How to improve SMS survey response quality and completion rates in emerging markets

By Aimee Leidich, Samuel Kamande, Khadija Hassanali, Nicholas Owsley, David Clarance, Chaning Jang

Summary

Mobile penetration has reached 95% in Kenya, making mobile a powerful medium for accessing individuals who were previously hard to reach. SMS is becoming a popular method for data collection in the region, but there is little research investigating which factors influence the effectiveness of SMS as a data collection tool in this market. This paper explores how different SMS survey designs impact completion rates and response quality among Kenyans.

We sent a one-time mobile SMS survey to 3,489 Kenyans familiar with SMS surveys and to 6,279 not familiar. Each sample was randomized into one of 54 cross-cutting treatment combinations with variation across several dimensions: incentive amounts, pre-survey communication, survey lengths, and content variation.

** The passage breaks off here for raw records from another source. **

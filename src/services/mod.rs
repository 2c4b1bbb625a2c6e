pub mod broadcast;
pub mod content;
pub mod delivery_tracker;
pub mod eligibility;
pub mod enhanced_broadcast;
pub mod health;
pub mod reminder;
pub mod sequence;
pub mod transport;
//! Batched fan-out of one message to many chats.
//!
//! Recipients are split into batches of `batch_size`. Inside a batch every send is
//! started concurrently; all but the first wait `delay` before calling the transport,
//! which keeps bursts under Telegram's rate limit. Batch N+1 starts only after every
//! send of batch N has settled. There are no per-item retries here; see
//! [`retry_failed`] for the explicit second pass.

use futures::stream::{FuturesUnordered, StreamExt};
use serde::Serialize;
use std::future::Future;
use std::panic::AssertUnwindSafe;
use std::sync::Arc;
use std::time::Duration;
use thiserror::Error;
use tracing::{debug, warn};
use uuid::Uuid;

use crate::config::BroadcastConfig;
use crate::database::models::{NewDelivery, User};
use crate::services::transport::{classify_error, ErrorKind, TransportError};
use crate::utils::logging::log_delivery_failure;

#[derive(Debug, Clone, PartialEq, Eq, Serialize)]
pub struct Recipient {
    pub user_id: i64,
    pub chat_id: i64,
    pub name: String,
}

impl From<&User> for Recipient {
    fn from(user: &User) -> Self {
        Self {
            user_id: user.id,
            chat_id: user.chat_id,
            name: user.label(),
        }
    }
}

#[derive(Debug, Clone)]
pub struct BroadcastJob {
    pub job_id: String,
    pub message: String,
    pub recipients: Vec<Recipient>,
}

impl BroadcastJob {
    pub fn new(message: impl Into<String>, recipients: Vec<Recipient>) -> Self {
        Self {
            job_id: Uuid::new_v4().to_string(),
            message: message.into(),
            recipients,
        }
    }
}

/// Running tally handed to the progress callback after every single outcome.
#[derive(Debug, Clone, PartialEq, Serialize)]
pub struct BroadcastProgress {
    pub job_id: String,
    pub processed: usize,
    pub total: usize,
    pub delivered: usize,
    pub failed: usize,
    pub blocked: usize,
    pub batch: usize,
    pub batch_count: usize,
}

pub type ProgressCallback = Arc<dyn Fn(&BroadcastProgress) + Send + Sync>;

#[derive(Clone)]
pub struct BroadcastOptions {
    pub batch_size: usize,
    pub delay: Duration,
    pub on_progress: Option<ProgressCallback>,
}

impl Default for BroadcastOptions {
    fn default() -> Self {
        Self {
            batch_size: 30,
            delay: Duration::from_millis(100),
            on_progress: None,
        }
    }
}

impl BroadcastOptions {
    pub fn from_config(config: &BroadcastConfig) -> Self {
        Self {
            batch_size: config.batch_size,
            delay: config.message_delay(),
            on_progress: None,
        }
    }

    pub fn with_progress(mut self, callback: ProgressCallback) -> Self {
        self.on_progress = Some(callback);
        self
    }
}

#[derive(Debug, Clone, Copy, PartialEq, Eq, Serialize)]
#[serde(rename_all = "snake_case")]
pub enum DeliveryStatus {
    Delivered,
    Failed,
    /// A failure caused by the user blocking the bot. Counted as failed too.
    Blocked,
}

impl DeliveryStatus {
    pub fn as_str(&self) -> &'static str {
        match self {
            DeliveryStatus::Delivered => "delivered",
            DeliveryStatus::Failed => "failed",
            DeliveryStatus::Blocked => "blocked",
        }
    }
}

#[derive(Debug, Clone, Serialize)]
pub struct RecipientOutcome {
    pub recipient: Recipient,
    pub status: DeliveryStatus,
    pub kind: Option<ErrorKind>,
    pub error: Option<String>,
}

#[derive(Debug, Clone, Serialize)]
pub struct DeliveryError {
    pub recipient: Recipient,
    pub kind: ErrorKind,
    pub error: String,
}

#[derive(Debug, Clone, Default, Serialize)]
pub struct BroadcastReport {
    pub job_id: String,
    pub total: usize,
    pub delivered: usize,
    /// Every failed send, blocked ones included.
    pub failed: usize,
    pub blocked: usize,
    pub batches: usize,
    pub errors: Vec<DeliveryError>,
    /// Per-recipient outcomes in completion order.
    pub outcomes: Vec<RecipientOutcome>,
}

impl BroadcastReport {
    fn empty(job_id: &str, total: usize) -> Self {
        Self {
            job_id: job_id.to_string(),
            total,
            ..Self::default()
        }
    }

    fn record(&mut self, recipient: Recipient, result: Result<(), TransportError>) {
        match result {
            Ok(()) => {
                self.delivered += 1;
                self.outcomes.push(RecipientOutcome {
                    recipient,
                    status: DeliveryStatus::Delivered,
                    kind: None,
                    error: None,
                });
            }
            Err(err) => {
                let kind = classify_error(&err);
                log_delivery_failure(&self.job_id, recipient.chat_id, kind.as_str(), &err.message);

                self.failed += 1;
                let status = if kind == ErrorKind::Blocked {
                    self.blocked += 1;
                    DeliveryStatus::Blocked
                } else {
                    DeliveryStatus::Failed
                };

                self.errors.push(DeliveryError {
                    recipient: recipient.clone(),
                    kind,
                    error: err.message.clone(),
                });
                self.outcomes.push(RecipientOutcome {
                    recipient,
                    status,
                    kind: Some(kind),
                    error: Some(err.message),
                });
            }
        }
    }

    fn progress(&self, batch: usize, batch_count: usize) -> BroadcastProgress {
        BroadcastProgress {
            job_id: self.job_id.clone(),
            processed: self.outcomes.len(),
            total: self.total,
            delivered: self.delivered,
            failed: self.failed,
            blocked: self.blocked,
            batch,
            batch_count,
        }
    }

    /// Recipients the message reached.
    pub fn reached(&self) -> Vec<Recipient> {
        self.outcomes
            .iter()
            .filter(|o| o.status == DeliveryStatus::Delivered)
            .map(|o| o.recipient.clone())
            .collect()
    }

    /// Failed recipients worth another attempt; blocked chats are left alone.
    pub fn retryable(&self) -> Vec<Recipient> {
        self.outcomes
            .iter()
            .filter(|o| o.status == DeliveryStatus::Failed)
            .map(|o| o.recipient.clone())
            .collect()
    }

    pub fn to_delivery_rows(&self) -> Vec<NewDelivery> {
        self.outcomes
            .iter()
            .map(|o| NewDelivery {
                user_id: o.recipient.user_id,
                chat_id: o.recipient.chat_id,
                status: o.status.as_str(),
                error_text: o.error.clone(),
            })
            .collect()
    }
}

#[derive(Debug, Clone, Error, PartialEq, Eq)]
pub enum BroadcastError {
    #[error("broadcast message is empty")]
    EmptyMessage,
    #[error("batch size must be greater than zero")]
    InvalidBatchSize,
}

fn notify_progress(callback: Option<&ProgressCallback>, progress: &BroadcastProgress) {
    if let Some(callback) = callback {
        if std::panic::catch_unwind(AssertUnwindSafe(|| callback(progress))).is_err() {
            warn!("Progress callback panicked during {}; continuing", progress.job_id);
        }
    }
}

/// Sends `job.message` to every recipient of `job` through `send`.
///
/// Individual send failures are tallied, never returned as `Err`; only an invalid job
/// fails the whole call.
pub async fn broadcast<F, Fut>(
    send: F,
    job: &BroadcastJob,
    options: &BroadcastOptions,
) -> Result<BroadcastReport, BroadcastError>
where
    F: Fn(Recipient, String) -> Fut,
    Fut: Future<Output = Result<(), TransportError>>,
{
    if job.message.trim().is_empty() {
        return Err(BroadcastError::EmptyMessage);
    }
    if options.batch_size == 0 {
        return Err(BroadcastError::InvalidBatchSize);
    }

    let total = job.recipients.len();
    let batch_count = total.div_ceil(options.batch_size);
    let mut report = BroadcastReport::empty(&job.job_id, total);
    let send = &send;
    let delay = options.delay;

    for (batch_index, chunk) in job.recipients.chunks(options.batch_size).enumerate() {
        debug!(
            "Broadcast {} batch {}/{} ({} recipients)",
            job.job_id,
            batch_index + 1,
            batch_count,
            chunk.len()
        );

        let mut in_flight: FuturesUnordered<_> = chunk
            .iter()
            .enumerate()
            .map(|(position, recipient)| {
                let recipient = recipient.clone();
                let message = job.message.clone();
                async move {
                    if position > 0 && !delay.is_zero() {
                        tokio::time::sleep(delay).await;
                    }
                    let result = send(recipient.clone(), message).await;
                    (recipient, result)
                }
            })
            .collect();

        while let Some((recipient, result)) = in_flight.next().await {
            report.record(recipient, result);
            notify_progress(
                options.on_progress.as_ref(),
                &report.progress(batch_index + 1, batch_count),
            );
        }

        report.batches += 1;
    }

    Ok(report)
}

/// Second pass over a finished broadcast: resends to recipients that failed for a
/// reason other than being blocked, one at a time with `delay` between sends.
pub async fn retry_failed<F, Fut>(
    send: F,
    previous: &BroadcastReport,
    message: &str,
    delay: Duration,
) -> BroadcastReport
where
    F: Fn(Recipient, String) -> Fut,
    Fut: Future<Output = Result<(), TransportError>>,
{
    retry_recipients(send, &previous.job_id, message, previous.retryable(), delay).await
}

pub async fn retry_recipients<F, Fut>(
    send: F,
    job_id: &str,
    message: &str,
    recipients: Vec<Recipient>,
    delay: Duration,
) -> BroadcastReport
where
    F: Fn(Recipient, String) -> Fut,
    Fut: Future<Output = Result<(), TransportError>>,
{
    let mut report = BroadcastReport::empty(job_id, recipients.len());

    for (index, recipient) in recipients.into_iter().enumerate() {
        if index > 0 && !delay.is_zero() {
            tokio::time::sleep(delay).await;
        }
        let result = send(recipient.clone(), message.to_string()).await;
        report.record(recipient, result);
    }

    report.batches = usize::from(report.total > 0);
    report
}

We generated five recommendations for practitioners designing SMS surveys in emerging markets:

1) Recruit a sample that is aware they will be receiving SMS surveys

2) Keep mobile surveys at most 5 questions or provide a higher incentive for longer surveys

3) Randomize questions and response options in order to improve response quality

4) Use open-ended questions where qualitative data supporting the question is lacking

5) Know that males and those under 30 years old are the most likely to complete an SMS survey

Read on for more details about our methods and discussion.


  1. Introduction

Mobile phones are now a staple in most contexts, rendering them an invaluable tool to communicate with and access data from individuals around the world. In Kenya, mobile phone penetration has reached 95.1% with subscribers sending over 14.9 billion short message service (SMS) in the first quarter of 2018 alone [1]. A wide range of organizations including corporations, government entities, hospitals, and non-profits are employing SMS to better understand and reach traditionally inaccessible individuals. In health research for example, SMS has been used as a powerful intervention tool to improve adherence to life-saving medication [2], enhance the efficacy of medical administrators [3], and ensure adequate stock supplies of crucial medical equipment [4].

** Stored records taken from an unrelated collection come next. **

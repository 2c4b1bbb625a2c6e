use teloxide::prelude::*;
use teloxide::types::{MessageId, ParseMode};
use crate::utils::markdown::escape_markdown;

/// Tone of a reply to a command
#[derive(Debug, Clone, Copy, PartialEq, Eq)]
pub enum FeedbackType {
    Success,
    Warning,
    Error,
    Info,
    Processing,
}

impl FeedbackType {
    fn emoji(&self) -> &'static str {
        match self {
            FeedbackType::Success => "✅",
            FeedbackType::Warning => "⚠️",
            FeedbackType::Error => "❌",
            FeedbackType::Info => "ℹ️",
            FeedbackType::Processing => "⏳",
        }
    }
}

/// Plain text with a leading emoji, escaped for MarkdownV2.
pub fn format_feedback(feedback_type: FeedbackType, message: &str) -> String {
    format!("{} {}", feedback_type.emoji(), escape_markdown(message))
}

/// Replies to the chat a command came from
pub struct CommandFeedback {
    bot: Bot,
    chat_id: ChatId,
}

impl CommandFeedback {
    pub fn new(bot: Bot, chat_id: ChatId) -> Self {
        Self { bot, chat_id }
    }

    pub async fn send(&self, feedback_type: FeedbackType, message: &str) -> ResponseResult<Message> {
        self.bot
            .send_message(self.chat_id, format_feedback(feedback_type, message))
            .parse_mode(ParseMode::MarkdownV2)
            .await
    }

    /// Sends a placeholder to be replaced through [`CommandFeedback::update_message`]
    /// once a long-running command finishes.
    pub async fn send_processing(&self, message: &str) -> ResponseResult<Message> {
        self.send(FeedbackType::Processing, message).await
    }

    pub async fn update_message(
        &self,
        message_id: MessageId,
        feedback_type: FeedbackType,
        message: &str,
    ) -> ResponseResult<Message> {
        self.bot
            .edit_message_text(self.chat_id, message_id, format_feedback(feedback_type, message))
            .parse_mode(ParseMode::MarkdownV2)
            .await
    }

    /// Replaces the placeholder if there is one, otherwise sends a new message.
    pub async fn finish(
        &self,
        placeholder: Option<MessageId>,
        feedback_type: FeedbackType,
        message: &str,
    ) -> ResponseResult<Message> {
        match placeholder {
            Some(id) => match self.update_message(id, feedback_type, message).await {
                Ok(sent) => Ok(sent),
                Err(e) => {
                    tracing::warn!("Could not edit status message: {}", e);
                    self.send(feedback_type, message).await
                }
            },
            None => self.send(feedback_type, message).await,
        }
    }

    pub async fn success(&self, message: &str) -> ResponseResult<Message> {
        self.send(FeedbackType::Success, message).await
    }

    pub async fn error(&self, message: &str) -> ResponseResult<Message> {
        self.send(FeedbackType::Error, message).await
    }

    pub async fn info(&self, message: &str) -> ResponseResult<Message> {
        self.send(FeedbackType::Info, message).await
    }

    /// Send validation error with helpful suggestion
    pub async fn validation_error(&self, error: &str, suggestion: &str) -> ResponseResult<Message> {
        let message = format!("{error}\n\n💡 Suggestion: {suggestion}");
        self.send(FeedbackType::Error, &message).await
    }
}
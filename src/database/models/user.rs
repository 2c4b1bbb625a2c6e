use chrono::{DateTime, Utc};
use serde::{Deserialize, Serialize};
use sqlx::FromRow;
use std::fmt;
use std::str::FromStr;

const USER_COLUMNS: &str =
    "id, chat_id, username, display_name, attendance_status, interaction_count, created_at, updated_at";

#[derive(Debug, Clone, Copy, PartialEq, Eq, Serialize, Deserialize)]
#[serde(rename_all = "snake_case")]
pub enum AttendanceStatus {
    Attending,
    NotAttending,
    Maybe,
}

impl AttendanceStatus {
    pub fn as_str(&self) -> &'static str {
        match self {
            AttendanceStatus::Attending => "attending",
            AttendanceStatus::NotAttending => "not_attending",
            AttendanceStatus::Maybe => "maybe",
        }
    }

    pub fn label(&self) -> &'static str {
        match self {
            AttendanceStatus::Attending => "✅ Attending",
            AttendanceStatus::NotAttending => "❌ Not attending",
            AttendanceStatus::Maybe => "🤔 Maybe",
        }
    }
}

impl fmt::Display for AttendanceStatus {
    fn fmt(&self, f: &mut fmt::Formatter<'_>) -> fmt::Result {
        f.write_str(self.as_str())
    }
}

impl FromStr for AttendanceStatus {
    type Err = String;

    fn from_str(s: &str) -> Result<Self, Self::Err> {
        match s.trim().to_lowercase().as_str() {
            "attending" => Ok(AttendanceStatus::Attending),
            "not_attending" => Ok(AttendanceStatus::NotAttending),
            "maybe" => Ok(AttendanceStatus::Maybe),
            other => Err(format!("Unknown attendance status '{other}'")),
        }
    }
}

#[derive(Debug, Clone, FromRow, Serialize, Deserialize)]
pub struct User {
    pub id: i64,
    pub chat_id: i64,
    pub username: Option<String>,
    pub display_name: Option<String>,
    pub attendance_status: Option<String>, // 'attending', 'not_attending', 'maybe'
    pub interaction_count: i64,
    pub created_at: String,
    pub updated_at: String,
}

impl User {
    pub fn attendance(&self) -> Option<AttendanceStatus> {
        self.attendance_status.as_deref().and_then(|s| s.parse().ok())
    }

    pub fn updated_at_utc(&self) -> Option<DateTime<Utc>> {
        DateTime::parse_from_rfc3339(&self.updated_at)
            .ok()
            .map(|dt| dt.with_timezone(&Utc))
    }

    /// Best name to address the user by in logs and messages.
    pub fn label(&self) -> String {
        self.display_name
            .as_deref()
            .filter(|n| !n.trim().is_empty())
            .or(self.username.as_deref())
            .map(str::to_string)
            .unwrap_or_else(|| format!("chat {}", self.chat_id))
    }

    /// Inserts the user or refreshes the handle of an existing one. The display name is
    /// only filled in when the user has none yet.
    pub async fn register(
        pool: &sqlx::SqlitePool,
        chat_id: i64,
        username: Option<String>,
        display_name: Option<String>,
    ) -> Result<Self, sqlx::Error> {
        let now = Utc::now().to_rfc3339();

        sqlx::query(
            r#"
            INSERT INTO users (chat_id, username, display_name, interaction_count, created_at, updated_at)
            VALUES (?, ?, ?, 1, ?, ?)
            ON CONFLICT(chat_id) DO UPDATE SET
                username = excluded.username,
                display_name = COALESCE(users.display_name, excluded.display_name),
                interaction_count = users.interaction_count + 1,
                updated_at = excluded.updated_at
            "#,
        )
        .bind(chat_id)
        .bind(&username)
        .bind(&display_name)
        .bind(&now)
        .bind(&now)
        .execute(pool)
        .await?;

        Self::find_by_chat_id(pool, chat_id)
            .await?
            .ok_or(sqlx::Error::RowNotFound)
    }

    pub async fn find_by_chat_id(
        pool: &sqlx::SqlitePool,
        chat_id: i64,
    ) -> Result<Option<Self>, sqlx::Error> {
        sqlx::query_as::<_, User>(&format!("SELECT {USER_COLUMNS} FROM users WHERE chat_id = ?"))
            .bind(chat_id)
            .fetch_optional(pool)
            .await
    }

    pub async fn find_all(pool: &sqlx::SqlitePool) -> Result<Vec<Self>, sqlx::Error> {
        sqlx::query_as::<_, User>(&format!("SELECT {USER_COLUMNS} FROM users ORDER BY id"))
            .fetch_all(pool)
            .await
    }

    pub async fn find_by_attendance(
        pool: &sqlx::SqlitePool,
        statuses: &[AttendanceStatus],
    ) -> Result<Vec<Self>, sqlx::Error> {
        if statuses.is_empty() {
            return Ok(Vec::new());
        }

        let placeholders = statuses.iter().map(|_| "?").collect::<Vec<_>>().join(",");
        let query = format!(
            "SELECT {USER_COLUMNS} FROM users WHERE attendance_status IN ({placeholders}) ORDER BY id"
        );

        let mut query_builder = sqlx::query_as::<_, User>(&query);
        for status in statuses {
            query_builder = query_builder.bind(status.as_str());
        }

        query_builder.fetch_all(pool).await
    }

    pub async fn set_display_name(
        pool: &sqlx::SqlitePool,
        chat_id: i64,
        display_name: &str,
    ) -> Result<bool, sqlx::Error> {
        let result = sqlx::query(
            "UPDATE users SET display_name = ?, interaction_count = interaction_count + 1, updated_at = ? WHERE chat_id = ?",
        )
        .bind(display_name.trim())
        .bind(Utc::now().to_rfc3339())
        .bind(chat_id)
        .execute(pool)
        .await?;

        Ok(result.rows_affected() > 0)
    }

    pub async fn set_attendance(
        pool: &sqlx::SqlitePool,
        chat_id: i64,
        status: AttendanceStatus,
    ) -> Result<bool, sqlx::Error> {
        let result = sqlx::query(
            "UPDATE users SET attendance_status = ?, interaction_count = interaction_count + 1, updated_at = ? WHERE chat_id = ?",
        )
        .bind(status.as_str())
        .bind(Utc::now().to_rfc3339())
        .bind(chat_id)
        .execute(pool)
        .await?;

        Ok(result.rows_affected() > 0)
    }

    pub async fn record_interaction(
        pool: &sqlx::SqlitePool,
        chat_id: i64,
    ) -> Result<(), sqlx::Error> {
        sqlx::query("UPDATE users SET interaction_count = interaction_count + 1 WHERE chat_id = ?")
            .bind(chat_id)
            .execute(pool)
            .await?;
        Ok(())
    }
}
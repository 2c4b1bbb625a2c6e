use chrono::{DateTime, Utc};

pub fn format_datetime(dt: &DateTime<Utc>) -> String {
    dt.format("%A, %B %d at %I:%M %p").to_string()
}

/// Whole days from `now` until `target`, negative once the target has passed.
pub fn days_until(now: DateTime<Utc>, target: DateTime<Utc>) -> i64 {
    (target - now).num_days()
}

#[cfg(test)]
mod tests {
    use super::*;
    use chrono::{Duration, TimeZone};

    #[test]
    fn test_format_datetime() {
        let dt = Utc.with_ymd_and_hms(2025, 6, 14, 16, 30, 0).single();
        assert_eq!(
            dt.map(|d| format_datetime(&d)).as_deref(),
            Some("Saturday, June 14 at 04:30 PM")
        );
    }

    #[test]
    fn test_days_until() {
        let now = Utc::now();
        assert_eq!(days_until(now, now + Duration::days(7) + Duration::hours(1)), 7);
        assert_eq!(days_until(now, now - Duration::days(2)), -2);
    }
}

This past research proves the efficacy of SMS as an access point and data collection tool [6], but fewer studies have explored the specific steps researchers and practitioners should take when designing an SMS mobile survey. For example, research shows that offering phone airtime incentives for survey completion has a positive effect on response rates [4], but does not offer further information about how these rates may differ across incentive amounts and other factors.

To optimize SMS as a data collection tool, we need to better understand the effects of different survey designs and how to optimize those designs to collect the highest quality data at the lowest cost. In this paper, we explore how incentive amount, pre-survey communications, and length of survey impact completion rates, and how content variation — question order, categorical response order, and open-test responses — impact response quality. Findings from this study will be used to inform best practices for researchers and practitioners looking to use SMS as a direct data collection method in the future.

2. Methods

2.1 Study population & sample

This study was a collaboration between mSurvey, a customer feedback and mobile data collection company, and Busara Center, a behavioural science research centre, both based in Nairobi. The sample was derived from two sources: the mSurvey audience, a convenience sample of over 37,000 individuals recruited continuously across Kenya since 2012, and the Busara study sample, a targeted sample of nearly 15,000 individuals recruited through in-person contact and baseline surveying.

The mSurvey audience network is made up of Kenyan residents 18 years and older who a) own their own mobile phone that can send and receive SMS; b) are literate in English and c) consented to receive both research and market surveys. They are well engaged, exhibiting an average completion rate of 65% across previous surveys. mSurvey audience members are considered to be the “known” population in this study, having received at least one SMS survey from mSurvey in the past 5 years.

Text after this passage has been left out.